--- Available data ---
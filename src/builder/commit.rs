//! Playlist commit: find or create the target, then write its membership.

use super::{BuildError, RetryPolicy};
use crate::catalog::{CatalogApi, MAX_BATCH_SIZE};
use crate::model::{CatalogTrackId, PlaylistMode};

/// The playlist a build writes into
#[derive(Debug, Clone, PartialEq, Eq)]
pub struct PlaylistTarget {
    pub id: String,
    pub name: String,
    /// Created during this run rather than found
    pub created: bool,
}

/// Look the playlist up by exact name; create it when absent.
///
/// Duplicate names resolve to the first playlist in listing order.
pub async fn resolve_target<C: CatalogApi + ?Sized>(
    catalog: &C,
    policy: &RetryPolicy,
    user_id: &str,
    name: &str,
    public: bool,
) -> Result<PlaylistTarget, BuildError> {
    let playlists = policy
        .run("list playlists", || catalog.list_user_playlists(user_id))
        .await?;

    let mut matching = playlists.iter().filter(|p| p.name == name);
    if let Some(found) = matching.next() {
        let others: Vec<&str> = matching.map(|p| p.id.as_str()).collect();
        if !others.is_empty() {
            tracing::warn!(
                name,
                chosen = %found.id,
                ignored = ?others,
                "Several playlists share this name, using the first one listed"
            );
        }
        tracing::info!(name, id = %found.id, tracks = ?found.track_count, "Found playlist");
        return Ok(PlaylistTarget {
            id: found.id.clone(),
            name: found.name.clone(),
            created: false,
        });
    }

    let created = policy
        .run("create playlist", || catalog.create_playlist(user_id, name, public))
        .await?;
    tracing::info!(name, id = %created.id, public, "Created playlist");

    Ok(PlaylistTarget {
        id: created.id,
        name: created.name,
        created: true,
    })
}

/// Write `ids` into the playlist. Returns the number of batch calls made.
///
/// In replace mode the first batch replaces the whole membership and later
/// batches append, so an empty id set still clears the playlist. Each batch
/// is retried as a unit; exhaustion aborts the commit.
pub async fn commit<C: CatalogApi + ?Sized>(
    catalog: &C,
    policy: &RetryPolicy,
    target: &PlaylistTarget,
    ids: &[CatalogTrackId],
    mode: PlaylistMode,
    batch_size: usize,
) -> Result<usize, BuildError> {
    let batch_size = batch_size.clamp(1, MAX_BATCH_SIZE);
    let playlist_id = target.id.as_str();

    if ids.is_empty() {
        return match mode {
            PlaylistMode::Replace => {
                policy
                    .run("replace tracks", || catalog.replace_tracks(playlist_id, &[]))
                    .await?;
                tracing::info!(playlist = %target.name, "Cleared playlist, nothing to add");
                Ok(1)
            }
            PlaylistMode::Append => {
                tracing::info!(playlist = %target.name, "Nothing to append");
                Ok(0)
            }
        };
    }

    let mut batches = 0;
    for (index, batch) in ids.chunks(batch_size).enumerate() {
        if index == 0 && mode == PlaylistMode::Replace {
            policy
                .run("replace tracks", || catalog.replace_tracks(playlist_id, batch))
                .await?;
        } else {
            policy
                .run("add tracks", || catalog.add_tracks(playlist_id, batch))
                .await?;
        }
        batches += 1;
        tracing::debug!(batch = index + 1, size = batch.len(), "Committed batch");
    }

    tracing::info!(
        playlist = %target.name,
        mode = %mode,
        tracks = ids.len(),
        batches,
        "Playlist updated"
    );
    Ok(batches)
}

#[cfg(test)]
mod tests {
    use super::*;
    use crate::catalog::CatalogError;
    use crate::catalog::traits::mocks::{Call, MockCatalog};
    use std::time::Duration;

    fn policy() -> RetryPolicy {
        RetryPolicy {
            attempts: 3,
            delay: Duration::ZERO,
            ..Default::default()
        }
    }

    fn ids(raw: &[&str]) -> Vec<CatalogTrackId> {
        raw.iter().map(|s| CatalogTrackId::new(*s)).collect()
    }

    fn target(id: &str, name: &str) -> PlaylistTarget {
        PlaylistTarget {
            id: id.to_string(),
            name: name.to_string(),
            created: false,
        }
    }

    #[tokio::test]
    async fn test_replace_converges_in_single_call() {
        let catalog = MockCatalog::new().with_playlist("p1", "Mix", &["a", "b"]);
        let batches = commit(
            &catalog,
            &policy(),
            &target("p1", "Mix"),
            &ids(&["c", "d", "e"]),
            PlaylistMode::Replace,
            100,
        )
        .await
        .unwrap();

        assert_eq!(batches, 1);
        assert_eq!(catalog.playlist("Mix").unwrap().tracks, vec!["c", "d", "e"]);
        assert_eq!(
            catalog.calls(),
            vec![Call::Replace {
                playlist_id: "p1".into(),
                ids: vec!["c".into(), "d".into(), "e".into()]
            }]
        );
    }

    #[tokio::test]
    async fn test_replace_twice_is_idempotent() {
        let catalog = MockCatalog::new().with_playlist("p1", "Mix", &["a"]);
        let set = ids(&["c", "d"]);
        for _ in 0..2 {
            commit(&catalog, &policy(), &target("p1", "Mix"), &set, PlaylistMode::Replace, 100)
                .await
                .unwrap();
        }
        assert_eq!(catalog.playlist("Mix").unwrap().tracks, vec!["c", "d"]);
    }

    #[tokio::test]
    async fn test_append_keeps_existing_tracks() {
        let catalog = MockCatalog::new().with_playlist("p1", "Mix", &["a", "b"]);
        commit(
            &catalog,
            &policy(),
            &target("p1", "Mix"),
            &ids(&["c"]),
            PlaylistMode::Append,
            100,
        )
        .await
        .unwrap();

        assert_eq!(catalog.playlist("Mix").unwrap().tracks, vec!["a", "b", "c"]);
        assert!(matches!(&catalog.calls()[..], [Call::Add { .. }]));
    }

    #[tokio::test]
    async fn test_large_set_is_split_into_batches() {
        let catalog = MockCatalog::new().with_playlist("p1", "Mix", &["old"]);
        let raw: Vec<String> = (0..5).map(|i| format!("t{i}")).collect();
        let set: Vec<CatalogTrackId> = raw.iter().map(|s| CatalogTrackId::new(s.clone())).collect();

        let batches = commit(&catalog, &policy(), &target("p1", "Mix"), &set, PlaylistMode::Replace, 2)
            .await
            .unwrap();

        assert_eq!(batches, 3);
        let calls = catalog.calls();
        assert!(matches!(&calls[0], Call::Replace { ids, .. } if ids.len() == 2));
        assert!(matches!(&calls[1], Call::Add { ids, .. } if ids.len() == 2));
        assert!(matches!(&calls[2], Call::Add { ids, .. } if ids.len() == 1));
        assert_eq!(catalog.playlist("Mix").unwrap().tracks, raw);
    }

    #[tokio::test]
    async fn test_empty_set_clears_in_replace_mode() {
        let catalog = MockCatalog::new().with_playlist("p1", "Mix", &["a", "b"]);
        commit(&catalog, &policy(), &target("p1", "Mix"), &[], PlaylistMode::Replace, 100)
            .await
            .unwrap();
        assert!(catalog.playlist("Mix").unwrap().tracks.is_empty());
    }

    #[tokio::test]
    async fn test_empty_set_in_append_mode_makes_no_calls() {
        let catalog = MockCatalog::new().with_playlist("p1", "Mix", &["a"]);
        let batches = commit(&catalog, &policy(), &target("p1", "Mix"), &[], PlaylistMode::Append, 100)
            .await
            .unwrap();
        assert_eq!(batches, 0);
        assert!(catalog.calls().is_empty());
    }

    #[tokio::test]
    async fn test_batch_is_retried_as_a_unit() {
        let catalog = MockCatalog::new()
            .with_playlist("p1", "Mix", &[])
            .failing("add", CatalogError::Timeout("30s".into()), 2);
        commit(
            &catalog,
            &policy(),
            &target("p1", "Mix"),
            &ids(&["a", "b"]),
            PlaylistMode::Append,
            100,
        )
        .await
        .unwrap();
        assert_eq!(catalog.playlist("Mix").unwrap().tracks, vec!["a", "b"]);
    }

    #[tokio::test]
    async fn test_exhausted_batch_is_fatal() {
        let catalog = MockCatalog::new()
            .with_playlist("p1", "Mix", &[])
            .failing("replace", CatalogError::Network("down".into()), 3);
        let result = commit(
            &catalog,
            &policy(),
            &target("p1", "Mix"),
            &ids(&["a"]),
            PlaylistMode::Replace,
            100,
        )
        .await;
        assert!(matches!(result, Err(BuildError::Catalog(ref e)) if e.attempts == 3));
    }

    #[tokio::test]
    async fn test_resolve_target_creates_missing_playlist() {
        let catalog = MockCatalog::new().with_playlist("p1", "Other", &[]);
        let target = resolve_target(&catalog, &policy(), "me", "Mix", false)
            .await
            .unwrap();
        assert!(target.created);
        assert_eq!(target.id, "pl-2");
        assert_eq!(catalog.calls(), vec![Call::Create { name: "Mix".into(), public: false }]);
    }

    #[tokio::test]
    async fn test_resolve_target_first_duplicate_wins() {
        let catalog = MockCatalog::new()
            .with_playlist("p1", "Mix", &[])
            .with_playlist("p2", "Mix", &[]);
        let target = resolve_target(&catalog, &policy(), "me", "Mix", false)
            .await
            .unwrap();
        assert_eq!(target.id, "p1");
        assert!(!target.created);
        assert!(catalog.calls().is_empty());
    }

    #[tokio::test]
    async fn test_resolve_target_name_match_is_exact() {
        let catalog = MockCatalog::new().with_playlist("p1", "mix", &[]);
        let target = resolve_target(&catalog, &policy(), "me", "Mix", true)
            .await
            .unwrap();
        assert!(target.created);
    }
}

--- Your task ---
Show all of the lines above in which "crate" is present.

--- Solved problem ---
use crate::catalog::{CatalogApi, MAX_BATCH_SIZE};
use crate::model::{CatalogTrackId, PlaylistMode};
    use crate::catalog::CatalogError;
    use crate::catalog::traits::mocks::{Call, MockCatalog};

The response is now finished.